I am so lucky to have not only a course of medications that work well for me, but also my body has adapted to the medications so now they work really well on my symptoms but allow me to pursue certain things like my extra long walks and writing sessions. I can’t prescribe medications for people out there but I can say that if you get active in your treatment, listen carefully to your psychiatrist and ask a lot of questions, and perhaps even work through some of your issues in group or individual therapy there is a major chance you are going to make a full recovery, even go back to work. I guess though, since this is a Sunday blog that I should put out a request for a very special client of mine. She lives alone and has Tueurettes syndrome, she can’t stop swearing and doesn’t leave the house and feels very ashamed of her illnesses. She is truly a very kind lady and was nice enough to get two of my books from the library and read them.

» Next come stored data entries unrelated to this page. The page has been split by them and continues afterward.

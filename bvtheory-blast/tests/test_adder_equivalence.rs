// SPDX-License-Identifier: Apache-2.0

use bvtheory_blast::adders::{add_brent_kung, add_kogge_stone, add_ripple_carry};
use bvtheory_blast::equiv_varisat::{EquivResult, prove_equiv};
use bvtheory_blast::{
    AdderMapping, AigBitVector, AigOperand, GateBuilder, GateBuilderOptions, blast, gate_sim,
};
use test_case::test_case;

fn leaves(gb: &mut GateBuilder, first: usize, count: usize) -> AigBitVector {
    let ops: Vec<AigOperand> = (first..first + count).map(|i| gb.add_leaf(i)).collect();
    AigBitVector::from_lsb_is_index_0(&ops)
}

/// Appends the carry out as the MSB so the proof covers it too.
fn with_carry((c_out, sum): (AigOperand, AigBitVector)) -> AigBitVector {
    AigBitVector::concat(c_out.into(), sum)
}

#[test_case(1)]
#[test_case(2)]
#[test_case(3)]
#[test_case(5)]
#[test_case(8)]
#[test_case(13)]
#[test_case(16)]
fn test_prefix_adders_match_ripple_carry(bits: usize) {
    let _ = env_logger::builder().is_test(true).try_init();
    let mut gb = GateBuilder::new(GateBuilderOptions::no_opt());
    let lhs = leaves(&mut gb, 0, bits);
    let rhs = leaves(&mut gb, bits, bits);
    let c_in = gb.add_leaf(2 * bits);
    let ripple = with_carry(add_ripple_carry(&lhs, &rhs, c_in, &mut gb));
    let kogge_stone = with_carry(add_kogge_stone(&lhs, &rhs, c_in, &mut gb));
    let brent_kung = with_carry(add_brent_kung(&lhs, &rhs, c_in, &mut gb));
    assert_eq!(
        prove_equiv(&gb.gates, &ripple, &kogge_stone).unwrap(),
        EquivResult::Proved,
        "kogge stone and ripple carry should be equivalent"
    );
    assert_eq!(
        prove_equiv(&gb.gates, &ripple, &brent_kung).unwrap(),
        EquivResult::Proved,
        "brent kung and ripple carry should be equivalent"
    );
}

#[test_case(AdderMapping::BrentKung)]
#[test_case(AdderMapping::KoggeStone)]
fn test_multiplier_mapping_independent(mapping: AdderMapping) {
    let _ = env_logger::builder().is_test(true).try_init();
    let mut gb = GateBuilder::new(GateBuilderOptions::opt());
    let lhs = leaves(&mut gb, 0, 6);
    let rhs = leaves(&mut gb, 6, 6);
    let reference = blast::gatify_umul(&mut gb, AdderMapping::RippleCarry, &lhs, &rhs);
    let mapped = blast::gatify_umul(&mut gb, mapping, &lhs, &rhs);
    assert_eq!(
        prove_equiv(&gb.gates, &reference, &mapped).unwrap(),
        EquivResult::Proved
    );
}

#[test]
fn test_sub_is_not_add() {
    let mut gb = GateBuilder::new(GateBuilderOptions::opt());
    let lhs = leaves(&mut gb, 0, 4);
    let rhs = leaves(&mut gb, 4, 4);
    let sum = blast::gatify_add(&mut gb, AdderMapping::KoggeStone, &lhs, &rhs);
    let difference = blast::gatify_sub(&mut gb, AdderMapping::KoggeStone, &lhs, &rhs);
    let EquivResult::Disproved(cex) = prove_equiv(&gb.gates, &sum, &difference).unwrap() else {
        panic!("add and sub should differ");
    };
    assert_ne!(
        gate_sim::eval_u64(&gb.gates, &cex, &sum),
        gate_sim::eval_u64(&gb.gates, &cex, &difference)
    );
}
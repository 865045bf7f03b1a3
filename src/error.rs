// SPDX-License-Identifier: Apache-2.0

use crate::term::Sort;

/// Recoverable failures: malformed terms and configuration text. Theory
/// conflicts and approximation are reported through the core instead.
#[derive(Debug, Clone, PartialEq, Eq)]
pub enum BvError {
    Config(String),
    ZeroWidth,
    Arity {
        op: String,
        expected: String,
        got: usize,
    },
    SortMismatch {
        op: String,
        expected: Sort,
        got: Sort,
    },
    ExtractBounds {
        high: usize,
        low: usize,
        width: usize,
    },
}

impl std::fmt::Display for BvError {
    fn fmt(&self, f: &mut std::fmt::Formatter<'_>) -> std::fmt::Result {
        match self {
            BvError::Config(msg) => write!(f, "bv config error: {}", msg),
            BvError::ZeroWidth => write!(f, "bit-vector sorts must be at least one bit wide"),
            BvError::Arity { op, expected, got } => {
                write!(f, "{} expects {} arguments; got {}", op, expected, got)
            }
            BvError::SortMismatch { op, expected, got } => {
                write!(f, "{} expects an argument of sort {}; got {}", op, expected, got)
            }
            BvError::ExtractBounds { high, low, width } => write!(
                f,
                "extract[{}:{}] is out of bounds for bits[{}]",
                high, low, width
            ),
        }
    }
}

impl std::error::Error for BvError {}
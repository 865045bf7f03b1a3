// SPDX-License-Identifier: Apache-2.0

//! Per-theory-variable bit arrays and watch positions.

use std::fmt;

use crate::literal::Literal;
use crate::term::TermId;

#[derive(Debug, Clone, Copy, PartialEq, Eq, Hash, PartialOrd, Ord)]
pub struct TheoryVar(pub u32);

impl TheoryVar {
    pub fn index(self) -> usize {
        self.0 as usize
    }
}

impl fmt::Display for TheoryVar {
    fn fmt(&self, f: &mut fmt::Formatter<'_>) -> fmt::Result {
        f.pad(&format!("v{}", self.0))
    }
}

#[derive(Debug, Default)]
pub struct VarStore {
    bits: Vec<Vec<Literal>>,
    wpos: Vec<usize>,
    terms: Vec<TermId>,
    /// Declared width; `bits` reaches it once internalization finishes.
    sizes: Vec<usize>,
}

impl VarStore {
    pub fn mk_var(&mut self, term: TermId, size: usize) -> TheoryVar {
        let v = TheoryVar(self.bits.len() as u32);
        self.bits.push(Vec::with_capacity(size));
        self.wpos.push(0);
        self.terms.push(term);
        self.sizes.push(size);
        v
    }

    pub fn num_vars(&self) -> usize {
        self.bits.len()
    }

    pub fn contains(&self, v: TheoryVar) -> bool {
        v.index() < self.bits.len()
    }

    pub fn bits(&self, v: TheoryVar) -> &[Literal] {
        &self.bits[v.index()]
    }

    pub fn bit(&self, v: TheoryVar, idx: usize) -> Literal {
        self.bits[v.index()][idx]
    }

    pub fn size(&self, v: TheoryVar) -> usize {
        self.sizes[v.index()]
    }

    /// Appends `lit` and returns its bit index.
    pub fn push_bit(&mut self, v: TheoryVar, lit: Literal) -> usize {
        let bits = &mut self.bits[v.index()];
        bits.push(lit);
        bits.len() - 1
    }

    pub fn wpos(&self, v: TheoryVar) -> usize {
        self.wpos[v.index()]
    }

    pub fn set_wpos(&mut self, v: TheoryVar, pos: usize) {
        self.wpos[v.index()] = pos;
    }

    pub fn term(&self, v: TheoryVar) -> TermId {
        self.terms[v.index()]
    }

    pub fn vars(&self) -> impl Iterator<Item = TheoryVar> + use<> {
        (0..self.bits.len() as u32).map(TheoryVar)
    }

    /// Drops every variable numbered `num_vars` or above.
    pub fn shrink(&mut self, num_vars: usize) {
        self.bits.truncate(num_vars);
        self.wpos.truncate(num_vars);
        self.terms.truncate(num_vars);
        self.sizes.truncate(num_vars);
    }
}
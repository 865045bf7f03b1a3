// SPDX-License-Identifier: Apache-2.0

//! Random bit-vector formulas over a few small constants, plus a brute-force
//! oracle that enumerates every interpretation of those constants.

use rand::Rng;
use rand::rngs::StdRng;
use rand::seq::SliceRandom;

use bvtheory::{Op, TermId, TermManager};

use crate::eval::{self, Model};

/// Operators with a fixed interpretation, all mapping two (or one)
/// `width`-bit arguments to `width` bits.
const SAME_WIDTH_BINARY: &[Op] = &[
    Op::Add,
    Op::Mul,
    Op::UDivI,
    Op::URemI,
    Op::SDivI,
    Op::SRemI,
    Op::SModI,
    Op::BvAnd,
    Op::BvOr,
    Op::BvXor,
    Op::BvNand,
    Op::BvNor,
    Op::BvXnor,
    Op::Shl,
    Op::LShr,
    Op::AShr,
    Op::ExtRotateLeft,
    Op::ExtRotateRight,
];

pub struct TermGen<'a> {
    pub rng: StdRng,
    pub terms: &'a mut TermManager,
    pub width: usize,
    pub consts: Vec<TermId>,
    pub bool_consts: Vec<TermId>,
}

impl<'a> TermGen<'a> {
    /// A generator over `num_consts` fresh `width`-bit constants and one
    /// boolean constant.
    pub fn new(rng: StdRng, terms: &'a mut TermManager, width: usize, num_consts: usize) -> Self {
        let consts = (0..num_consts)
            .map(|i| terms.mk_const(&format!("x{}", i), width).unwrap())
            .collect();
        let bool_consts = vec![terms.mk_bool_const("p").unwrap()];
        TermGen {
            rng,
            terms,
            width,
            consts,
            bool_consts,
        }
    }

    fn leaf(&mut self) -> TermId {
        if self.rng.gen_bool(0.75) {
            *self.consts.choose(&mut self.rng).unwrap()
        } else {
            let value = self.rng.gen_range(0..(1u64 << self.width));
            self.terms.mk_num(value, self.width).unwrap()
        }
    }

    pub fn bv(&mut self, depth: usize) -> TermId {
        if depth == 0 || self.rng.gen_bool(0.25) {
            return self.leaf();
        }
        let w = self.width;
        match self.rng.gen_range(0..8) {
            0..=2 => {
                let op = SAME_WIDTH_BINARY.choose(&mut self.rng).unwrap().clone();
                let a = self.bv(depth - 1);
                let b = self.bv(depth - 1);
                self.terms.mk_app(op, &[a, b]).unwrap()
            }
            3 => {
                let op = [Op::Add, Op::BvXor, Op::BvNand]
                    .choose(&mut self.rng)
                    .unwrap()
                    .clone();
                let args: Vec<TermId> = (0..3).map(|_| self.bv(depth - 1)).collect();
                self.terms.mk_app(op, &args).unwrap()
            }
            4 => {
                let a = self.bv(depth - 1);
                let op = match self.rng.gen_range(0..3) {
                    0 => Op::BvNot,
                    1 => Op::RotateLeft(self.rng.gen_range(0..2 * w)),
                    _ => Op::RotateRight(self.rng.gen_range(0..2 * w)),
                };
                self.terms.mk_app(op, &[a]).unwrap()
            }
            5 => {
                // Widen, then cut back to `w` bits at a random offset.
                let a = self.bv(depth - 1);
                let b = self.bv(depth - 1);
                let wide = match self.rng.gen_range(0..3) {
                    0 => self.terms.mk_app(Op::Concat, &[a, b]).unwrap(),
                    1 => self.terms.mk_app(Op::SignExt(w), &[a]).unwrap(),
                    _ => self.terms.mk_app(Op::ZeroExt(w), &[a]).unwrap(),
                };
                let low = self.rng.gen_range(0..=w);
                self.terms
                    .mk_app(
                        Op::Extract {
                            high: low + w - 1,
                            low,
                        },
                        &[wide],
                    )
                    .unwrap()
            }
            6 => {
                let one_bit = match self.rng.gen_range(0..3) {
                    0 => {
                        let a = self.bv(depth - 1);
                        self.terms.mk_app(Op::RedOr, &[a]).unwrap()
                    }
                    1 => {
                        let a = self.bv(depth - 1);
                        self.terms.mk_app(Op::RedAnd, &[a]).unwrap()
                    }
                    _ => {
                        let a = self.bv(depth - 1);
                        let b = self.bv(depth - 1);
                        self.terms.mk_app(Op::Comp, &[a, b]).unwrap()
                    }
                };
                if w == 1 {
                    one_bit
                } else {
                    self.terms.mk_app(Op::ZeroExt(w - 1), &[one_bit]).unwrap()
                }
            }
            _ => {
                let bits: Vec<TermId> = (0..w).map(|_| self.boolean(depth - 1)).collect();
                self.terms.mk_app(Op::MkBv, &bits).unwrap()
            }
        }
    }

    pub fn boolean(&mut self, depth: usize) -> TermId {
        if depth == 0 {
            return match self.rng.gen_range(0..3) {
                0 => *self.bool_consts.choose(&mut self.rng).unwrap(),
                _ => {
                    let a = self.leaf();
                    let idx = self.rng.gen_range(0..self.width);
                    self.terms.mk_app(Op::Bit2Bool(idx), &[a]).unwrap()
                }
            };
        }
        match self.rng.gen_range(0..10) {
            0 | 1 => {
                let a = self.bv(depth - 1);
                let b = self.bv(depth - 1);
                self.terms.mk_eq(a, b).unwrap()
            }
            2 | 3 => {
                let op = [
                    Op::ULeq,
                    Op::SLeq,
                    Op::UMulNoOvfl,
                    Op::SMulNoOvfl,
                    Op::SMulNoUdfl,
                ]
                .choose(&mut self.rng)
                .unwrap()
                .clone();
                let a = self.bv(depth - 1);
                let b = self.bv(depth - 1);
                self.terms.mk_app(op, &[a, b]).unwrap()
            }
            4 => {
                let a = self.bv(depth - 1);
                let idx = self.rng.gen_range(0..self.width);
                self.terms.mk_app(Op::Bit2Bool(idx), &[a]).unwrap()
            }
            5 => {
                let a = self.boolean(depth - 1);
                self.terms.mk_not(a).unwrap()
            }
            6 | 7 => {
                let op = if self.rng.gen_bool(0.5) { Op::And } else { Op::Or };
                let a = self.boolean(depth - 1);
                let b = self.boolean(depth - 1);
                self.terms.mk_app(op, &[a, b]).unwrap()
            }
            _ => {
                let op = if self.rng.gen_bool(0.5) { Op::Xor3 } else { Op::Carry };
                let args: Vec<TermId> = (0..3).map(|_| self.boolean(depth - 1)).collect();
                self.terms.mk_app(op, &args).unwrap()
            }
        }
    }
}

/// A model of all `formulas` over `bv_consts` and `bool_consts`, found by
/// enumeration.
pub fn brute_force(
    terms: &TermManager,
    formulas: &[TermId],
    bv_consts: &[TermId],
    bool_consts: &[TermId],
) -> Option<Model> {
    let widths: Vec<usize> = bv_consts
        .iter()
        .map(|c| terms.width(*c).expect("bit-vector constant"))
        .collect();
    let total_bits: usize = widths.iter().sum::<usize>() + bool_consts.len();
    assert!(total_bits <= 20, "too many bits to enumerate: {}", total_bits);
    for stimulus in 0u64..(1 << total_bits) {
        let mut model = Model::default();
        let mut rest = stimulus;
        for (c, width) in bv_consts.iter().zip(&widths) {
            model.bvs.insert(*c, rest & eval::mask(*width));
            rest >>= width;
        }
        for c in bool_consts {
            model.bools.insert(*c, rest & 1 == 1);
            rest >>= 1;
        }
        if formulas
            .iter()
            .all(|f| eval::eval(terms, *f, &model).as_bool())
        {
            return Some(model);
        }
    }
    None
}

Just to talk. little about church again, people often refer to a place of worship as a church, but really no matter how many solid bricks in the building, that isn’t a church. The people who attend the church, who participate in giving and sharing and working together and supporting each other in a Christian walk, those people are the church. I don’t want to get too far into it all, but you are welcome to post comments that I will respond to. I guess I would like to close by defining spirituality and religion, if I can get it right. Religion is for people who don’t want to go to Hell. Spirituality is for those who have been to hell and don’t want to go back. I would encourage anyone who attends a church, or even just wants to live a better, less stressful life to try to embrace the spiritual. Remember we are all immortal souls in need of love and caring, young and old. Avoid judging people, and if you see them hurting, why not help and maybe even tell them about how attending a church, reading the word of God (the bible) and learning to pray can transform just about anyone. Good night dear readers, more to come soon!